Task directions: Using the entries that follow, state how many lines contain "layer", with no other words.

Data provided:
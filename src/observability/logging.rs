//! Structured logging.
//!
//! # Responsibilities
//! - Install the global `tracing` subscriber
//! - Take the filter from `RUST_LOG`, falling back to the configured level

use tracing_subscriber::{layer::SubscriberExt, util::SubscriberInitExt, EnvFilter};

/// Install the subscriber. Calling it again is harmless; the first
/// subscriber stays in place.
pub fn init(default_level: &str) {
    let filter = EnvFilter::try_from_default_env()
        .unwrap_or_else(|_| format!("lb_admin={}", default_level).into());

    let installed = tracing_subscriber::registry()
        .with(filter)
        .with(tracing_subscriber::fmt::layer().with_writer(std::io::stderr))
        .try_init();

    if installed.is_err() {
        tracing::debug!("Subscriber already installed");
    }
}
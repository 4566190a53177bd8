//! Target resolution subsystem.
//!
//! A target is the name an administrator passes to a command. It is resolved
//! once per command into a cluster or a server, never both.

pub mod resolver;

pub use resolver::{ResolvedTarget, TargetResolver};
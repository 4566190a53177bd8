//! Load balancer reference administration.
//!
//! Adds cluster and standalone-instance references to load balancer
//! configurations, with optional health checker, enablement and policy
//! steps. Every change goes through a per-node atomic apply.

pub mod admin;
pub mod config;
pub mod error;
pub mod load_balancer;
pub mod observability;
pub mod store;
pub mod target;

pub use admin::{ActionReport, CommandService, CreateLbRef, CreateLbRefRequest};
pub use config::DomainConfig;
pub use error::{AdminError, AdminResult};
pub use store::ConfigStore;
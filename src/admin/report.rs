//! Outcome of an admin command.

use serde::Serialize;

use crate::error::AdminError;

/// Exit status of a command.
#[derive(Debug, Clone, Copy, PartialEq, Eq, Serialize)]
#[serde(rename_all = "UPPERCASE")]
pub enum ExitCode {
    Success,
    Failure,
}

/// Status and message recorded by a command.
#[derive(Debug, Clone, Serialize)]
pub struct ActionReport {
    pub command: String,
    pub exit_code: ExitCode,
    pub message: String,
    /// Non-fatal step failures, in order of occurrence.
    #[serde(skip_serializing_if = "Vec::is_empty")]
    pub warnings: Vec<String>,
    #[serde(skip_serializing_if = "Option::is_none")]
    pub failure_cause: Option<String>,
}

impl ActionReport {
    pub fn new(command: impl Into<String>) -> Self {
        Self {
            command: command.into(),
            exit_code: ExitCode::Success,
            message: String::new(),
            warnings: Vec::new(),
            failure_cause: None,
        }
    }

    pub fn succeed(&mut self, message: impl Into<String>) {
        self.exit_code = ExitCode::Success;
        self.message = message.into();
    }

    /// Mark the command failed with `message`; `error` becomes the cause.
    pub fn fail(&mut self, message: impl Into<String>, error: Option<&AdminError>) {
        self.exit_code = ExitCode::Failure;
        self.message = message.into();
        self.failure_cause = error.map(|e| format!("{:?}", e));
    }

    pub fn warn(&mut self, message: impl Into<String>) {
        self.warnings.push(message.into());
    }

    pub fn is_success(&self) -> bool {
        self.exit_code == ExitCode::Success
    }
}

#[cfg(test)]
mod tests {
    use super::*;

    #[test]
    fn test_warnings_do_not_fail_report() {
        let mut report = ActionReport::new("create-http-lb-ref");
        report.warn("health-check: boom");
        report.succeed("done");
        assert!(report.is_success());

        let json = serde_json::to_value(&report).unwrap();
        assert_eq!(json["exit_code"], "SUCCESS");
        assert_eq!(json["warnings"][0], "health-check: boom");
        assert!(json.get("failure_cause").is_none());
    }

    #[test]
    fn test_fail_records_cause() {
        let mut report = ActionReport::new("create-http-lb-ref");
        report.fail(
            "validate: Either LB name or LB config name, not both",
            Some(&AdminError::MutuallyExclusiveInput),
        );
        assert!(!report.is_success());
        assert_eq!(report.failure_cause.as_deref(), Some("MutuallyExclusiveInput"));
        assert_eq!(serde_json::to_value(report.exit_code).unwrap(), "FAILURE");
    }
}
//! Admin metrics.
//!
//! # Metrics
//! - `lb_admin_commits_total` (counter): committed applies by `node_kind`
//! - `lb_admin_commit_failures_total` (counter): failed applies by
//!   `node_kind`, `reason`
//! - `lb_admin_commands_total` (counter): command invocations by `command`,
//!   `outcome`

use metrics::counter;

pub fn record_commit(node_kind: &str) {
    counter!("lb_admin_commits_total", "node_kind" => node_kind.to_string()).increment(1);
}

pub fn record_commit_failure(node_kind: &str, reason: &str) {
    counter!(
        "lb_admin_commit_failures_total",
        "node_kind" => node_kind.to_string(),
        "reason" => reason.to_string()
    )
    .increment(1);
}

pub fn record_command(command: &str, success: bool) {
    let outcome = if success { "success" } else { "failure" };
    counter!(
        "lb_admin_commands_total",
        "command" => command.to_string(),
        "outcome" => outcome
    )
    .increment(1);
}
//! Load balancer configuration subsystem.
//!
//! # Data Flow
//! ```text
//! create-http-lb-ref
//!     → refs.rs (ensure cluster-ref / server-ref under the LB config)
//!     → policy.rs (set lb-policy / lb-policy-module on the cluster-ref)
//!     → store mutator (one atomic apply per call)
//! ```
//!
//! # Design Decisions
//! - Reference creation is idempotent
//! - Only standalone instances may be referenced as servers
//! - Policy attributes exist on cluster references only

pub mod policy;
pub mod refs;

pub use policy::PolicyUpdater;
pub use refs::{RefCreator, RefOutcome};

Completed task: 2